> _EXERCISE DIRECTIONS_:
Work through the entries below and show every line in which "that" is found.

Saved entries:
※

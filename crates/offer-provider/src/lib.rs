//! Purchase provider module for the offer pricing workspace.
//!
//! This module defines the client contract the price resolver consumes: a
//! capability check, an asynchronous offerings fetch that may fail, and a
//! customer info lookup. Concrete providers register themselves through
//! [`ImplementationRegistry`] and are built from their TOML table.

use async_trait::async_trait;
use offer_types::{ConfigSchema, CustomerInfo, ImplementationRegistry, Offer};
use thiserror::Error;

/// Re-export implementations
pub mod implementations {
	pub mod fixed;
}

/// Errors that can occur while talking to a purchase provider.
#[derive(Debug, Error)]
pub enum PurchaseProviderError {
	/// The provider SDK was never configured for this session.
	#[error("Provider not configured")]
	NotConfigured,
	/// Network communication with the provider failed.
	#[error("Network error: {0}")]
	Network(String),
	/// The provider answered with an error of its own.
	#[error("Provider error: {0}")]
	Provider(String),
	/// The implementation table in the configuration is invalid.
	#[error("Configuration error: {0}")]
	Configuration(String),
}

/// Trait defining the purchase provider client.
///
/// Implementations must be cheap to call repeatedly: the resolver asks for
/// offerings once per screen mount and never caches the answer.
#[async_trait]
pub trait PurchaseProviderInterface: Send + Sync {
	/// Returns the configuration schema for this implementation.
	fn config_schema(&self) -> Box<dyn ConfigSchema>;

	/// Whether purchases can be made on this device and session.
	fn can_make_purchases(&self) -> bool;

	/// Fetches the current offer.
	///
	/// `Ok(None)` means the provider has no current offering for this user.
	async fn get_offerings(&self) -> Result<Option<Offer>, PurchaseProviderError>;

	/// Fetches the subscription state of the current customer.
	///
	/// `Ok(None)` means the provider cannot identify a customer yet.
	async fn get_customer_info(&self) -> Result<Option<CustomerInfo>, PurchaseProviderError>;
}

/// Type alias for provider factory functions.
pub type PurchaseProviderFactory =
	fn(&toml::Value) -> Result<Box<dyn PurchaseProviderInterface>, PurchaseProviderError>;

/// Registry trait for purchase provider implementations.
pub trait PurchaseProviderRegistry:
	ImplementationRegistry<Factory = PurchaseProviderFactory>
{
}

/// Get all registered purchase provider implementations.
///
/// Returns `(name, factory)` pairs. The name is what `provider.primary` and
/// the keys of `provider.implementations` refer to.
pub fn get_all_implementations() -> Vec<(&'static str, PurchaseProviderFactory)> {
	use implementations::fixed;

	vec![(fixed::Registry::NAME, fixed::Registry::factory())]
}

/// Service wrapping the configured purchase provider.
///
/// The resolver and the entitlement check only ever see this type, never a
/// concrete implementation.
pub struct PurchaseProviderService {
	/// The underlying provider implementation.
	backend: Box<dyn PurchaseProviderInterface>,
}

impl PurchaseProviderService {
	/// Creates a new service over the given backend.
	pub fn new(backend: Box<dyn PurchaseProviderInterface>) -> Self {
		Self { backend }
	}

	/// Builds the service from an implementation name and its config table.
	///
	/// The table is validated against the implementation's schema by its
	/// factory before anything is constructed.
	pub fn from_config(name: &str, config: &toml::Value) -> Result<Self, PurchaseProviderError> {
		let factory = get_all_implementations()
			.into_iter()
			.find_map(|(registered, factory)| (registered == name).then_some(factory))
			.ok_or_else(|| {
				PurchaseProviderError::Configuration(format!(
					"Unknown purchase provider implementation '{}'",
					name
				))
			})?;

		tracing::debug!(implementation = %name, "Building purchase provider");
		Ok(Self::new(factory(config)?))
	}

	pub fn can_make_purchases(&self) -> bool {
		self.backend.can_make_purchases()
	}

	pub async fn get_offerings(&self) -> Result<Option<Offer>, PurchaseProviderError> {
		self.backend.get_offerings().await
	}

	pub async fn get_customer_info(&self) -> Result<Option<CustomerInfo>, PurchaseProviderError> {
		self.backend.get_customer_info().await
	}
}

#[cfg(test)]
mod tests {
	use super::*;

	#[test]
	fn test_registered_implementations() {
		let names: Vec<&str> = get_all_implementations()
			.into_iter()
			.map(|(name, _)| name)
			.collect();
		assert_eq!(names, vec!["static"]);
	}

	#[test]
	fn test_unknown_implementation_rejected() {
		let config = toml::Value::Table(toml::map::Map::new());
		let result = PurchaseProviderService::from_config("revenuecat", &config);
		assert!(matches!(
			result,
			Err(PurchaseProviderError::Configuration(ref msg)) if msg.contains("revenuecat")
		));
	}

	#[tokio::test]
	async fn test_service_delegates_to_backend() {
		let config: toml::Value = toml::from_str(
			r#"
packages = [{ identifier = "$rc_monthly", billing_period = "monthly", display_price = "$4.99" }]
entitlements = ["premium"]
"#,
		)
		.unwrap();

		let service = PurchaseProviderService::from_config("static", &config).unwrap();
		assert!(service.can_make_purchases());

		let offer = service.get_offerings().await.unwrap().unwrap();
		assert_eq!(offer.packages.len(), 1);

		let info = service.get_customer_info().await.unwrap().unwrap();
		assert!(info.is_premium());
	}
}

※

> _TASK RESPONSE_:
//! capability check, an asynchronous offerings fetch that may fail, and a
/// Errors that can occur while talking to a purchase provider.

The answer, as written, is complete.